*Task details:*
Every line below that has the word "added" counts once; report how many lines that makes, with no other words.

*Information:*
◆ ◆ ◆ ◆ ◆ ◆ ◆

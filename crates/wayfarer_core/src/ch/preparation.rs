use tracing::{debug, info};

use crate::{
    error::PreparationError,
    graph::{BaseGraph, Graph},
    stopwatch::Stopwatch,
    types::NodeId,
    weighting::Weighting,
};

use super::{
    ch_config::CHConfig,
    ch_storage::CHStorage,
    node_contractor::NodeContractor,
    node_ordering::validate_node_ordering,
    preparation_graph::CHPreparationGraph,
    priority_queue::{Priority, PriorityQueue},
};

/// Builds the contraction hierarchy of a frozen graph for one profile
pub struct CHPreparation<'a, W: Weighting> {
    graph: &'a BaseGraph,
    weighting: &'a W,
    profile: String,
    config: CHConfig,
}

impl<'a, W: Weighting> CHPreparation<'a, W> {
    pub fn new(
        graph: &'a BaseGraph,
        weighting: &'a W,
        profile: &str,
        config: CHConfig,
    ) -> Result<Self, PreparationError> {
        config.validate()?;

        if !graph.is_frozen() {
            return Err(PreparationError::NotFrozen);
        }

        if graph.node_count() == 0 {
            return Err(PreparationError::EmptyGraph);
        }

        Ok(Self {
            graph,
            weighting,
            profile: profile.to_string(),
            config,
        })
    }

    /// Contracts the nodes in the order given by the edge difference heuristic
    pub fn prepare(&self) -> Result<CHStorage, PreparationError> {
        let stopwatch = Stopwatch::new("ch/prepare");
        let node_count = self.graph.node_count();

        let mut prep_graph = CHPreparationGraph::new(self.graph, self.weighting);
        let mut contractor = NodeContractor::new(&self.config);
        let mut queue: PriorityQueue<Priority> = PriorityQueue::new(node_count);

        for node in 0..node_count {
            let priority = contractor.calc_priority(&prep_graph, node);
            // Each node is pushed once into a queue sized for all of them
            let _ = queue.push(node, Priority(priority));
        }

        info!(
            profile = %self.profile,
            nodes = node_count,
            "Initialized node priorities in {:?}",
            stopwatch.elapsed()
        );

        let periodic_every = percentage_of(node_count, self.config.periodic_updates);
        let lazy_from = node_count - node_count * self.config.last_lazy_nodes_updates as usize / 100;
        let log_every = percentage_of(node_count, self.config.log_messages);

        let mut levels = vec![0; node_count];
        let mut contracted = vec![false; node_count];
        let mut neighbor_updates = vec![0u32; node_count];
        let mut level = 0;
        let mut shortcuts = 0;
        let mut lazy_updates = 0;

        while let Some((node, _)) = queue.pop() {
            if level >= lazy_from && !queue.is_empty() {
                let priority = Priority(contractor.calc_priority(&prep_graph, node));
                if queue.peek().is_some_and(|&(_, next)| priority > next) {
                    let _ = queue.push(node, priority);
                    lazy_updates += 1;
                    continue;
                }
            }

            let (neighbors, added) = contractor.contract_node(&mut prep_graph, node);
            shortcuts += added;
            levels[node] = level;
            contracted[node] = true;
            level += 1;

            if self.config.neighbor_updates {
                for neighbor in neighbors {
                    if contracted[neighbor]
                        || neighbor_updates[neighbor] >= self.config.neighbor_updates_max
                    {
                        continue;
                    }
                    neighbor_updates[neighbor] += 1;
                    let priority = contractor.calc_priority(&prep_graph, neighbor);
                    queue.update_priority(neighbor, Priority(priority));
                }
            }

            if periodic_every.is_some_and(|every| level % every == 0) && !queue.is_empty() {
                for candidate in 0..node_count {
                    if queue.contains(candidate) {
                        let priority = contractor.calc_priority(&prep_graph, candidate);
                        queue.update_priority(candidate, Priority(priority));
                    }
                }
                neighbor_updates.fill(0);
                debug!(level, "Recomputed all priorities");
            }

            if log_every.is_some_and(|every| level % every == 0) {
                info!(
                    profile = %self.profile,
                    shortcuts,
                    lazy_updates,
                    mean_degree = prep_graph.mean_degree(),
                    "Contracted {}/{} nodes in {:?}",
                    level,
                    node_count,
                    stopwatch.elapsed()
                );
            }
        }

        self.finish(prep_graph, &levels, &stopwatch)
    }

    /// Contracts the nodes in the order of `ordering`, lowest level first
    pub fn prepare_with_ordering(&self, ordering: &[NodeId]) -> Result<CHStorage, PreparationError> {
        let stopwatch = Stopwatch::new("ch/prepare_with_ordering");
        let node_count = self.graph.node_count();
        validate_node_ordering(ordering, node_count)?;

        let mut prep_graph = CHPreparationGraph::new(self.graph, self.weighting);
        let mut contractor = NodeContractor::new(&self.config);
        let mut levels = vec![0; node_count];

        for (level, &node) in ordering.iter().enumerate() {
            contractor.contract_node(&mut prep_graph, node);
            levels[node] = level;
        }

        self.finish(prep_graph, &levels, &stopwatch)
    }

    fn finish(
        &self,
        prep_graph: CHPreparationGraph,
        levels: &[usize],
        stopwatch: &Stopwatch,
    ) -> Result<CHStorage, PreparationError> {
        let edge_count = prep_graph.edge_count();
        let shortcuts = prep_graph.into_shortcuts();

        let storage = CHStorage::create(
            self.graph.directory(),
            &self.profile,
            self.weighting.name(),
            levels,
            edge_count,
            &shortcuts,
        )?;

        info!(
            profile = %self.profile,
            nodes = levels.len(),
            edges = edge_count,
            shortcuts = storage.shortcut_count(),
            "Finished CH preparation in {:?}",
            stopwatch.elapsed()
        );

        Ok(storage)
    }
}

/// Number of nodes making `percent` percent of `node_count`, `None` when
/// disabled
fn percentage_of(node_count: usize, percent: u32) -> Option<usize> {
    if percent == 0 {
        return None;
    }
    Some((node_count * percent as usize / 100).max(1))
}
mod data_access;
mod directory;

pub use data_access::{DEFAULT_SEGMENT_SIZE, DataAccess, DataAccessKind, HEADER_INTS};
pub use directory::{GraphDirectory, StorageConfig};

◆ ◆ ◆ ◆ ◆ ◆ ◆

*Response to this exercise:*
2